Stored data —
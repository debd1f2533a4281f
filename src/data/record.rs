//! Record and Dataset Module
//! Typed rows of the population registry table.

use serde::Serialize;
use std::fmt;
use std::str::FromStr;
use thiserror::Error;

#[derive(Error, Debug, Clone, PartialEq, Eq)]
#[error("Unknown numeric field: {0}")]
pub struct UnknownFieldError(pub String);

/// The six numeric columns of the registry table.
#[derive(Debug, Clone, Copy, PartialEq, Eq, Hash, Serialize)]
pub enum NumericField {
    TotalPopulation,
    Households,
    PopulationPerHousehold,
    MalePopulation,
    FemalePopulation,
    SexRatio,
}

impl NumericField {
    /// Column order as it appears in the source file.
    pub const ALL: [NumericField; 6] = [
        NumericField::TotalPopulation,
        NumericField::Households,
        NumericField::PopulationPerHousehold,
        NumericField::MalePopulation,
        NumericField::FemalePopulation,
        NumericField::SexRatio,
    ];

    /// Short machine name.
    pub fn key(self) -> &'static str {
        match self {
            NumericField::TotalPopulation => "total",
            NumericField::Households => "households",
            NumericField::PopulationPerHousehold => "per_household",
            NumericField::MalePopulation => "male",
            NumericField::FemalePopulation => "female",
            NumericField::SexRatio => "ratio",
        }
    }

    /// Header suffix used by the registry extract, after the period prefix.
    pub fn column_suffix(self) -> &'static str {
        match self {
            NumericField::TotalPopulation => "총인구수",
            NumericField::Households => "세대수",
            NumericField::PopulationPerHousehold => "세대당 인구",
            NumericField::MalePopulation => "남자 인구수",
            NumericField::FemalePopulation => "여자 인구수",
            NumericField::SexRatio => "남여 비율",
        }
    }

    /// Human readable label for chart axes.
    pub fn label(self) -> &'static str {
        match self {
            NumericField::TotalPopulation => "Total Population",
            NumericField::Households => "Households",
            NumericField::PopulationPerHousehold => "Population per Household",
            NumericField::MalePopulation => "Male Population",
            NumericField::FemalePopulation => "Female Population",
            NumericField::SexRatio => "Sex Ratio",
        }
    }

    pub(crate) fn index(self) -> usize {
        match self {
            NumericField::TotalPopulation => 0,
            NumericField::Households => 1,
            NumericField::PopulationPerHousehold => 2,
            NumericField::MalePopulation => 3,
            NumericField::FemalePopulation => 4,
            NumericField::SexRatio => 5,
        }
    }
}

impl fmt::Display for NumericField {
    fn fmt(&self, f: &mut fmt::Formatter<'_>) -> fmt::Result {
        f.write_str(self.key())
    }
}

impl FromStr for NumericField {
    type Err = UnknownFieldError;

    /// Accepts the short key, or a full header ending in the column suffix.
    fn from_str(s: &str) -> Result<Self, Self::Err> {
        let s = s.trim();
        NumericField::ALL
            .into_iter()
            .find(|f| f.key() == s)
            .or_else(|| {
                NumericField::ALL
                    .into_iter()
                    .find(|f| s == f.column_suffix() || s.ends_with(&format!("_{}", f.column_suffix())))
            })
            .ok_or_else(|| UnknownFieldError(s.to_string()))
    }
}

/// One administrative region row.
#[derive(Debug, Clone, PartialEq, Serialize)]
pub struct Record {
    pub region: String,
    values: [f64; 6],
}

impl Record {
    pub fn new(
        region: impl Into<String>,
        total_population: f64,
        households: f64,
        population_per_household: f64,
        male_population: f64,
        female_population: f64,
        sex_ratio: f64,
    ) -> Self {
        Self {
            region: region.into(),
            values: [
                total_population,
                households,
                population_per_household,
                male_population,
                female_population,
                sex_ratio,
            ],
        }
    }

    pub(crate) fn from_values(region: String, values: [f64; 6]) -> Self {
        Self { region, values }
    }

    /// Value of a numeric field.
    pub fn get(&self, field: NumericField) -> f64 {
        self.values[field.index()]
    }

    pub fn total_population(&self) -> f64 {
        self.get(NumericField::TotalPopulation)
    }

    pub fn households(&self) -> f64 {
        self.get(NumericField::Households)
    }

    pub fn male_population(&self) -> f64 {
        self.get(NumericField::MalePopulation)
    }

    pub fn female_population(&self) -> f64 {
        self.get(NumericField::FemalePopulation)
    }

    pub fn sex_ratio(&self) -> f64 {
        self.get(NumericField::SexRatio)
    }
}

/// Normalized, immutable registry table. Region keys are unique.
#[derive(Debug, Clone, Default, PartialEq)]
pub struct Dataset {
    records: Vec<Record>,
}

impl Dataset {
    /// Callers guarantee unique region keys; the normalizer enforces it for loaded data.
    pub(crate) fn from_records(records: Vec<Record>) -> Self {
        Self { records }
    }

    pub fn records(&self) -> &[Record] {
        &self.records
    }

    pub fn len(&self) -> usize {
        self.records.len()
    }

    pub fn is_empty(&self) -> bool {
        self.records.is_empty()
    }

    /// Region keys in dataset order.
    pub fn regions(&self) -> Vec<&str> {
        self.records.iter().map(|r| r.region.as_str()).collect()
    }
}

Requirement —
The records above must be transcribed without a single omission.

Written response —
repository debd1f2533a4281f
filename src/data/record.rs
//! Record and Dataset Module
//! Typed rows of the population registry table.

use serde::Serialize;
use std::fmt;
use std::str::FromStr;
use thiserror::Error;

#[derive(Error, Debug, Clone, PartialEq, Eq)]
#[error("Unknown numeric field: {0}")]
pub struct UnknownFieldError(pub String);

/// The six numeric columns of the registry table.
#[derive(Debug, Clone, Copy, PartialEq, Eq, Hash, Serialize)]
pub enum NumericField {
    TotalPopulation,
    Households,
    PopulationPerHousehold,
    MalePopulation,
    FemalePopulation,
    SexRatio,
}

impl NumericField {
    /// Column order as it appears in the source file.
    pub const ALL: [NumericField; 6] = [
        NumericField::TotalPopulation,
        NumericField::Households,
        NumericField::PopulationPerHousehold,
        NumericField::MalePopulation,
        NumericField::FemalePopulation,
        NumericField::SexRatio,
    ];

    /// Short machine name.
    pub fn key(self) -> &'static str {
        match self {
            NumericField::TotalPopulation => "total",
            NumericField::Households => "households",
            NumericField::PopulationPerHousehold => "per_household",
            NumericField::MalePopulation => "male",
            NumericField::FemalePopulation => "female",
            NumericField::SexRatio => "ratio",
        }
    }

    /// Header suffix used by the registry extract, after the period prefix.
    pub fn column_suffix(self) -> &'static str {
        match self {
            NumericField::TotalPopulation => "총인구수",
            NumericField::Households => "세대수",
            NumericField::PopulationPerHousehold => "세대당 인구",
            NumericField::MalePopulation => "남자 인구수",
            NumericField::FemalePopulation => "여자 인구수",
            NumericField::SexRatio => "남여 비율",
        }
    }

    /// Human readable label for chart axes.
    pub fn label(self) -> &'static str {
        match self {
            NumericField::TotalPopulation => "Total Population",
            NumericField::Households => "Households",
            NumericField::PopulationPerHousehold => "Population per Household",
            NumericField::MalePopulation => "Male Population",
            NumericField::FemalePopulation => "Female Population",
            NumericField::SexRatio => "Sex Ratio",
        }
    }

    pub(crate) fn index(self) -> usize {
        match self {
            NumericField::TotalPopulation => 0,
            NumericField::Households => 1,
            NumericField::PopulationPerHousehold => 2,
            NumericField::MalePopulation => 3,
            NumericField::FemalePopulation => 4,
            NumericField::SexRatio => 5,
        }
    }
}

impl fmt::Display for NumericField {
    fn fmt(&self, f: &mut fmt::Formatter<'_>) -> fmt::Result {
        f.write_str(self.key())
    }
}

impl FromStr for NumericField {
    type Err = UnknownFieldError;

    /// Accepts the short key, or a full header ending in the column suffix.
    fn from_str(s: &str) -> Result<Self, Self::Err> {
        let s = s.trim();
        NumericField::ALL
            .into_iter()
            .find(|f| f.key() == s)
            .or_else(|| {
                NumericField::ALL
                    .into_iter()
                    .find(|f| s == f.column_suffix() || s.ends_with(&format!("_{}", f.column_suffix())))
            })
            .ok_or_else(|| UnknownFieldError(s.to_string()))
    }
}

/// One administrative region row.
#[derive(Debug, Clone, PartialEq, Serialize)]
pub struct Record {
    pub region: String,
    values: [f64; 6],
}

impl Record {
    pub fn new(
        region: impl Into<String>,
        total_population: f64,
        households: f64,
        population_per_household: f64,
        male_population: f64,
        female_population: f64,
        sex_ratio: f64,
    ) -> Self {
        Self {
            region: region.into(),
            values: [
                total_population,
                households,
                population_per_household,
                male_population,
                female_population,
                sex_ratio,
            ],
        }
    }

    pub(crate) fn from_values(region: String, values: [f64; 6]) -> Self {
        Self { region, values }
    }

    /// Value of a numeric field.
    pub fn get(&self, field: NumericField) -> f64 {
        self.values[field.index()]
    }

    pub fn total_population(&self) -> f64 {
        self.get(NumericField::TotalPopulation)
    }

    pub fn households(&self) -> f64 {
        self.get(NumericField::Households)
    }

    pub fn male_population(&self) -> f64 {
        self.get(NumericField::MalePopulation)
    }

    pub fn female_population(&self) -> f64 {
        self.get(NumericField::FemalePopulation)
    }

    pub fn sex_ratio(&self) -> f64 {
        self.get(NumericField::SexRatio)
    }
}

/// Normalized, immutable registry table. Region keys are unique.
#[derive(Debug, Clone, Default, PartialEq)]
pub struct Dataset {
    records: Vec<Record>,
}

impl Dataset {
    /// Callers guarantee unique region keys; the normalizer enforces it for loaded data.
    pub(crate) fn from_records(records: Vec<Record>) -> Self {
        Self { records }
    }

    pub fn records(&self) -> &[Record] {
        &self.records
    }

    pub fn len(&self) -> usize {
        self.records.len()
    }

    pub fn is_empty(&self) -> bool {
        self.records.is_empty()
    }

    /// Region keys in dataset order.
    pub fn regions(&self) -> Vec<&str> {
        self.records.iter().map(|r| r.region.as_str()).collect()
    }
}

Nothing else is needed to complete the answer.